HOW IT ALL BEGAN

The British quit India after a reign of 200 years which resulted in the partition of 1947. The leader of All India Muslim League, Mohammed Ali Jinnah demanded a separate homeland for the Muslims apprehending unequal opportunities for his people. Contrary to his view, The Indian National Congress leaders Jawaharlal Nehru and Gandhi believed that India should remain as one and undivided. Months of tough negotiations were fought between Nehru, Jinnah, Lord Mountbatten, the last Viceroy of India. Throughout the country, communal violence kept spreading and the final decision to partition India was taken resulting in – The Union of India and the Dominion of Pakistan, which consisted of half of the Punjab in the West, and half of Bengal in the East, areas with predominantly Muslim populations. Viceroy Mountbatten made a colossal mistake to keep secret, a design of boundaries by British Barrister Sir Cyril Radcliff until Independence of 1947 with no knowledge of ethnic and cultural backgrounds of people along the boundaries. Just after the independence, the strife and violence throughout the borders and the country reached epic proportions.

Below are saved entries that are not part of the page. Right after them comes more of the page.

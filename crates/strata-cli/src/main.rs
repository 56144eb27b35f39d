//! `strata`: generate a stack of tile-world levels from the command line.

mod output;

use std::process::ExitCode;
use std::sync::Arc;

use clap::Parser;
use strata_config::{CliArgs, Config, default_config_dir};
use strata_worldgen::{TracingProgress, WorldParams, WorldgenError, generate_world};
use tracing::{error, info, warn};

fn world_params(config: &Config) -> WorldParams {
    WorldParams {
        seed: config.world.seed,
        width: config.world.width,
        height: config.world.height,
        depths: config.world.depths.clone(),
        threads: config.world.threads,
        overworld_smooth_passes: config.world.smooth_overworld,
    }
}

fn run(config: &Config) -> Result<(), WorldgenError> {
    let params = world_params(config);
    info!(
        seed = params.seed,
        width = params.width,
        height = params.height,
        depths = ?params.depths,
        "generating world"
    );

    let world = generate_world(&params, Arc::new(TracingProgress))?;

    // Highest level first, like looking down the stack.
    for level in world.levels().iter().rev() {
        if config.output.summary {
            print!("{}", output::level_summary(level));
        }
        if config.output.ascii {
            print!("{}", output::level_ascii(level));
        }
        if let Some(dir) = &config.output.png_dir {
            let path = output::write_level_png(dir, level, config.output.png_scale)?;
            info!(depth = level.depth(), path = %path.display(), "wrote preview");
        }
    }
    if config.output.summary {
        for link in world.links() {
            println!("{}", output::link_summary(link));
        }
    }
    Ok(())
}

fn main() -> ExitCode {
    let args = CliArgs::parse();

    // Resolve config directory
    let config_dir = args.config.clone().or_else(default_config_dir);

    // Load or create config, then apply CLI overrides
    let mut config = match &config_dir {
        Some(dir) => Config::load_or_create(dir).unwrap_or_else(|e| {
            eprintln!("Failed to load config: {e}, using defaults");
            Config::default()
        }),
        None => Config::default(),
    };
    config.apply_cli_overrides(&args);

    let log_dir = config_dir.as_ref().map(|d| d.join("logs"));
    strata_log::init_logging(log_dir.as_deref(), cfg!(debug_assertions), Some(&config));
    if config_dir.is_none() {
        warn!("No config directory available, running with defaults");
    }

    match run(&config) {
        Ok(()) => ExitCode::SUCCESS,
        Err(e) => {
            error!("{e}");
            eprintln!("strata: {e}");
            ExitCode::FAILURE
        }
    }
}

Oppression in East Pakistan

West Pakistan faced a huge population influx while the Bengalis in East Pakistan realised they are ruled by West Pakistani bureaucracy and all legislative and economic powers were in the hands of the West Pakistan. Faced with great economic exploitation by West Pakistan the Bengalis in East Pakistan were also oppressed by linguistic and cultural divisions.The announcement of Urdu as the sole national language by the Pakistani Government, an overburdening imposition on Bengalis in East Pakistan.

The Population Problem

The resettlement of refugees in Pakistan from 1947-1957 disrupted the administration and formation of a stable nation of West Pakistan. So far as the settlement of refugees in Pakistan was concerned, 97.4% of the refugees were from East Punjab and its contiguous areas went to West Punjab; 95.9% from Bihar, West Bengal and Orissa to the erstwhile East Pakistan; 95.5% from UP and Delhi to West Pakistan, mainly Karachi and Sind; 97.2% from Bhopal and Hyderabad to West Pakistan, mainly Karachi; and 98.9% from Bombay and Gujarat to West Pakistan, largely to Karachi; and 98.9% from Madras and Mysore went to West Pakistan, mainly Karachi. West Punjab received the largest number of refugees (73.1%), mainly from East Punjab and its contiguous areas.

A Weak Military Strength

The division of the British Indian Army occurred on June 30, 1947 in which Pakistan received six armored, eight artillery and eight infantry regiments compared to the forty armored, forty artillery and twenty one infantry regiments that went to India. Pakistan was forced to accept a smaller share of the armed forces as most of the military assets, such as weapons depots, military bases, etc., were located inside the new Union of India, while those that were in the new Dominion of Pakistan were mostly obsolete. By October 1947, Pakistan had raised four divisions in West Pakistan and one division in East Pakistan with an overall strength of ten infantry brigades and one armored brigade with thirteen tanks. Many brigades and battalions within these divisions were below half strength, but Pakistani personnel continued to arrive from all over India, the Middle East and North Africa and from South East Asia

Assassinations, Coups and Separatism

In the midst of this the founder of Pakistan, Muhammad Ali Jinnah, died 13 months after independence. Then, 2 years later, his protege and the first Prime Minister of Pakistan, Liaquat Ali Khan, was assassinated. From 1951 to 1957 Pakistan churned through 6 Prime Ministers until Iskander Mirza seized power in the 1958 Pakistani coup d’état. The Military maintained control until the disastrous 1970 elections that set in motion the Bangladesh Liberation War in 1971. Liaquat Ali Khan still holds the record for longest serving Prime Minister of Pakistan 62 years after his death. In East Pakistan, the political turmoil rose in 1958 between the members of the Pakistan Muslim League and East Pakistan police. At the same time unruliness in the East Pakistan parliamentary elections and tension of Baloch separatism were imminent threats to The Government of Dominion of Pakistan.

The Bhola Cyclone

The 1970 Bhola cyclone already left people of East Pakistan devastated. About 500,000 people lost their lives in the storm and the delayed relief by the junta leader General Yahya Khan was criticized for its delayed handling of the relief operations by local political leaders and the international media. This increased the chances for a landslide victory of the Awami League in 1970 elections.

The Political Strife

Ayub Khan’s almost escaped an assassination and Zulfikar Ali Bhutto was arrested as the instigator after riots in East Pakistan following this incident. Ayub decided to not run for the presidential election of 1970 and anarchy spread throughout East Pakistan. The administration was handed over to General Agha Mohammad Yahya Khan and the country was placed under martial law. Bhutto’s Pakistan People’s Party lost to the The Awami League’s electoral victory with Mujib as the country’s prime minister, but the inaugural assembly never happened due to denial and resistance to give away the power to the people’s representative.